I'll leave you, here on the 2nd day of December, 2018, with these last two pictures to ponder.  The first, taken at 7:52 a.m last Sunday, was my back garden at the start of a day of incoming climate.  The second, taken just after 11:00 a.m. through the same window, the frozen tundra that was previously my back garden.  That morning, if a mastodon had come lumbering out of the gale-driven snowfall, I wouldn't have batted an eye.  Except for the 4 foot drift on my front sidewalk, which I shoveled away while I composed a spirited few words that might have taken Al Gore's name in vain, most of this snow is already gone, feeding the prairie grass roots deep in the saturated soil.   This year, at least, I won't have to worry about the lack of soil moisture available for the shrubs as the ground freezes and churns.  Climate-change has its own little gifts, I guess.

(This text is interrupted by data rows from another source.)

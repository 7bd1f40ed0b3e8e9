//! Period-over-period comparison and the rounding rules shared by every report.
//!
//! Two zero-division policies coexist:
//!
//! - [`percent_change`] is used inside trend blocks and yields `None` when the
//!   previous value is zero.
//! - [`kpi_delta`] is used for headline KPI deltas and yields `+100` when
//!   the metric appeared from nothing, `0` when both values are zero.
//!
//! Likewise there are two previous-period shapes: [`previous_window`]
//! (equal number of days, for ranged KPIs) and [`previous_months`] (whole
//! calendar months, for the monthly series).

use chrono::{Days, Duration, Months};
use rust_decimal::prelude::ToPrimitive;
use rust_decimal::{Decimal, RoundingStrategy};
use serde::{Deserialize, Serialize};
use utoipa::ToSchema;

use super::range::{DateRange, first_of_month, start_of_day};

/// Precision for money and count percent changes.
pub const MONEY_PRECISION: u32 = 2;
/// Precision for utilization percent changes.
pub const UTILIZATION_PRECISION: u32 = 1;

/// Current versus previous value of one metric.
#[derive(Debug, Clone, Copy, PartialEq, Serialize, Deserialize, ToSchema)]
pub struct MetricDelta {
    /// Value in the current window.
    pub current: f64,
    /// Value in the previous window.
    pub previous: f64,
    /// `current - previous`.
    pub difference: f64,
    /// Percent change; `null` when the previous value is zero.
    pub percent: Option<f64>,
}

impl MetricDelta {
    /// Builds a delta, rounding the difference to money precision.
    #[must_use]
    pub fn new(current: f64, previous: f64, precision: u32) -> Self {
        Self {
            current,
            previous,
            difference: round_f64(current - previous, MONEY_PRECISION),
            percent: percent_change(current, previous, precision),
        }
    }
}

/// The equal-length window immediately before `current`.
///
/// Ends one second before `current.start` and starts at midnight, spanning
/// the same number of calendar days. `None` when the window cannot be
/// represented.
#[must_use]
pub fn previous_window(current: &DateRange) -> Option<DateRange> {
    let days = u64::try_from(current.calendar_days().max(1)).ok()?;
    let end = current.start.checked_sub_signed(Duration::seconds(1))?;
    let first = end.date().checked_sub_days(Days::new(days - 1))?;
    let start = start_of_day(first);
    (start <= end).then_some(DateRange { start, end })
}

/// The same number of whole calendar months immediately before `current`.
///
/// Used by the monthly sales series, which compares month against month
/// rather than an equal number of days.
#[must_use]
pub fn previous_months(current: &DateRange) -> Option<DateRange> {
    let count = u32::try_from(current.months().len()).ok()?;
    let first = first_of_month(current.start.date());
    let start = first.checked_sub_months(Months::new(count))?;
    let end = start_of_day(first).checked_sub_signed(Duration::seconds(1))?;
    Some(DateRange {
        start: start_of_day(start),
        end,
    })
}

/// `round((current - previous) / previous * 100, precision)`, or `None`
/// when `previous` is zero.
#[must_use]
pub fn percent_change(current: f64, previous: f64, precision: u32) -> Option<f64> {
    if previous == 0.0 {
        return None;
    }
    Some(round_f64((current - previous) / previous * 100.0, precision))
}

/// Headline KPI delta in percent with two decimals.
#[must_use]
pub fn kpi_delta(current: f64, previous: f64) -> f64 {
    if previous == 0.0 {
        return if current > 0.0 { 100.0 } else { 0.0 };
    }
    round_f64((current - previous) / previous * 100.0, MONEY_PRECISION)
}

/// Revenue per booking, 0 when there are no bookings.
#[must_use]
pub fn average_booking_value(revenue: Decimal, bookings: i64) -> Decimal {
    if bookings <= 0 {
        return Decimal::ZERO;
    }
    round_money(revenue / Decimal::from(bookings))
}

/// Rounds to two decimals, halves away from zero.
#[must_use]
pub fn round_money(value: Decimal) -> Decimal {
    value.round_dp_with_strategy(MONEY_PRECISION, RoundingStrategy::MidpointAwayFromZero)
}

/// Display form of a money amount.
#[must_use]
pub fn money(value: Decimal) -> f64 {
    round_money(value).to_f64().unwrap_or(0.0)
}

/// Rounds to `precision` decimals, halves away from zero.
#[must_use]
pub fn round_f64(value: f64, precision: u32) -> f64 {
    let factor = 10f64.powi(i32::try_from(precision).unwrap_or(0));
    (value * factor).round() / factor
}

#[cfg(test)]
#[allow(clippy::panic)]
mod tests {
    use chrono::{NaiveDate, NaiveDateTime};
    use rust_decimal_macros::dec;

    use super::*;

    fn at(y: i32, m: u32, d: u32, h: u32, min: u32, s: u32) -> NaiveDateTime {
        let Some(t) = NaiveDate::from_ymd_opt(y, m, d).and_then(|d| d.and_hms_opt(h, min, s))
        else {
            panic!("invalid fixture time");
        };
        t
    }

    #[test]
    fn previous_window_mirrors_length() {
        let current = DateRange {
            start: at(2026, 9, 18, 0, 0, 0),
            end: at(2026, 10, 17, 12, 0, 0),
        };
        let Some(prev) = previous_window(&current) else {
            panic!("expected a previous window");
        };
        assert_eq!(prev.end, at(2026, 9, 17, 23, 59, 59));
        assert_eq!(prev.start, at(2026, 8, 19, 0, 0, 0));
        assert_eq!(prev.calendar_days(), current.calendar_days());
    }

    #[test]
    fn previous_window_of_full_year_is_prior_year_sized() {
        let current = DateRange {
            start: at(2024, 1, 1, 0, 0, 0),
            end: at(2024, 12, 31, 23, 59, 59),
        };
        let Some(prev) = previous_window(&current) else {
            panic!("expected a previous window");
        };
        assert_eq!(prev.end, at(2023, 12, 31, 23, 59, 59));
        // 2024 has 366 days, so the mirror reaches back into 2022.
        assert_eq!(prev.start, at(2022, 12, 31, 0, 0, 0));
    }

    #[test]
    fn previous_months_is_calendar_aligned() {
        let current = DateRange {
            start: at(2023, 1, 1, 0, 0, 0),
            end: at(2024, 12, 31, 23, 59, 59),
        };
        let Some(prev) = previous_months(&current) else {
            panic!("expected previous months");
        };
        assert_eq!(prev.start, at(2021, 1, 1, 0, 0, 0));
        assert_eq!(prev.end, at(2022, 12, 31, 23, 59, 59));
        assert_eq!(prev.months().len(), 24);
    }

    #[test]
    fn percent_change_is_null_on_zero_previous() {
        assert_eq!(percent_change(10.0, 0.0, 2), None);
        assert_eq!(percent_change(0.0, 0.0, 2), None);
        assert_eq!(percent_change(150.0, 100.0, 2), Some(50.0));
        assert_eq!(percent_change(1.0, 3.0, 2), Some(-66.67));
        assert_eq!(percent_change(0.625, 0.5, 1), Some(25.0));
    }

    #[test]
    fn kpi_delta_policy() {
        assert_eq!(kpi_delta(5.0, 0.0), 100.0);
        assert_eq!(kpi_delta(0.0, 0.0), 0.0);
        assert_eq!(kpi_delta(50.0, 200.0), -75.0);
    }

    #[test]
    fn average_booking_value_rounds_and_guards_zero() {
        assert_eq!(average_booking_value(dec!(127000), 2), dec!(63500));
        assert_eq!(average_booking_value(dec!(100), 3), dec!(33.33));
        assert_eq!(average_booking_value(dec!(100), 0), Decimal::ZERO);
    }

    #[test]
    fn money_rounds_half_away_from_zero() {
        assert_eq!(money(dec!(10.005)), 10.01);
        assert_eq!(money(dec!(55000)), 55000.0);
    }

    #[test]
    fn metric_delta_combines_rules() {
        let d = MetricDelta::new(120.0, 0.0, MONEY_PRECISION);
        assert_eq!(d.difference, 120.0);
        assert_eq!(d.percent, None);
    }
}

Thursday, December 25, 2014

I'm Dreaming....

...that Christmas was white this morning instead of the golden but ubiquitous brown of the
Kansas prairie in winter.  Our White Christmas came a week ago in the form of 5 inches of heavy wet snow that melted within a day of it's arrival.  However fleeting, it made for a glorious morning while it was present.  How I getting out onto the pristine earth after a snowfall; the feeling of solitude and rebirth in a hushed landscape.

The local winter drabness is mitigated when the dried remnants of Fall are reduced to abstract ornaments on a white canvas.  My front landscaping bed might abound with color and texture in early summer, but I would argue that there is no more visual interest at that time than seen in this photo from last week. Remnants of phlox and yellow twigs of euonymous and a golden vase of dried grass contrast exquisitely with the frozen green pot and dark green hollies.   The mad sniffing dog, Bella, can be seen at mid-right, one long soft ear flipped over her head while she tracks some small, helpless, and probably long-gone creature around the hollies and burning bushes.

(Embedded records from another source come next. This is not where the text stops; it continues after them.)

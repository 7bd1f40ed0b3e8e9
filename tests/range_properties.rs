//! Property tests for date range resolution and period comparison.

#![allow(clippy::panic)]

use chrono::{Datelike, NaiveDate, NaiveDateTime};
use proptest::prelude::*;

use tenant_analytics::domain::Preset;
use tenant_analytics::domain::range::{resolve_range, year_bounds};
use tenant_analytics::domain::trend::{percent_change, previous_window};

fn preset() -> impl Strategy<Value = Preset> {
    prop::sample::select(Preset::ALL.to_vec())
}

fn date() -> impl Strategy<Value = NaiveDate> {
    (1990i32..2040, 1u32..=366).prop_map(|(year, ordinal)| {
        NaiveDate::from_yo_opt(year, ordinal)
            .or_else(|| NaiveDate::from_yo_opt(year, 365))
            .unwrap_or_default()
    })
}

fn instant() -> impl Strategy<Value = NaiveDateTime> {
    (date(), 0u32..86_400).prop_map(|(day, secs)| {
        day.and_hms_opt(secs / 3600, (secs / 60) % 60, secs % 60)
            .unwrap_or_default()
    })
}

proptest! {
    #[test]
    fn resolved_range_is_ordered_and_inside_year(
        year in 1990i32..2040,
        preset in preset(),
        start in prop::option::of(date()),
        end in prop::option::of(date()),
        now in instant(),
    ) {
        let range = resolve_range(year, preset, start, end, now);
        let bounds = year_bounds(year);
        prop_assert!(range.start <= range.end);
        prop_assert!(range.start >= bounds.start);
        prop_assert!(range.end <= bounds.end);
        prop_assert_eq!(range.start.year(), year);
    }

    #[test]
    fn non_custom_range_never_passes_now(
        year in 1990i32..2040,
        preset in prop::sample::select(vec![
            Preset::YearToDate,
            Preset::Last30Days,
            Preset::QuarterToDate,
        ]),
        now in instant(),
    ) {
        let range = resolve_range(year, preset, None, None, now);
        if now.year() == year {
            prop_assert_eq!(range.end, now);
        } else {
            prop_assert_eq!(range.end, year_bounds(year).end);
        }
    }

    #[test]
    fn previous_window_precedes_and_matches_length(
        year in 1990i32..2040,
        preset in preset(),
        now in instant(),
    ) {
        let range = resolve_range(year, preset, None, None, now);
        let Some(previous) = previous_window(&range) else {
            panic!("every resolved range has a predecessor");
        };
        prop_assert!(previous.end < range.start);
        prop_assert!(previous.start <= previous.end);
        prop_assert_eq!(previous.calendar_days(), range.calendar_days());
    }

    #[test]
    fn percent_change_sign_follows_direction(
        current in 0.0f64..1.0e9,
        previous in 0.01f64..1.0e9,
    ) {
        let Some(change) = percent_change(current, previous, 2) else {
            panic!("non-zero baseline must yield a change");
        };
        if current > previous * 1.0001 {
            prop_assert!(change >= 0.0);
        }
        if current < previous * 0.9999 {
            prop_assert!(change <= 0.0);
        }
        prop_assert!(change >= -100.0);
    }
}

Bella and I were happy about the snowfall, but, thank you Winter, that's enough.  Leave us now and bring Spring in your wake.  It's hard for a proud dog to track when most of the interesting scents are buried beneath new snow, and it is hard for the gardener to siphon energy from a frozen landscape.  Today, Christmas 2014, is bright and sunny here in Kansas, but not a creature or green leaf yet stirs from winter slumber.  And I in my jammies, and Mrs. ProfessorRoush cooking madly over the stove, will just have to wait, yet, through a long winter's nap.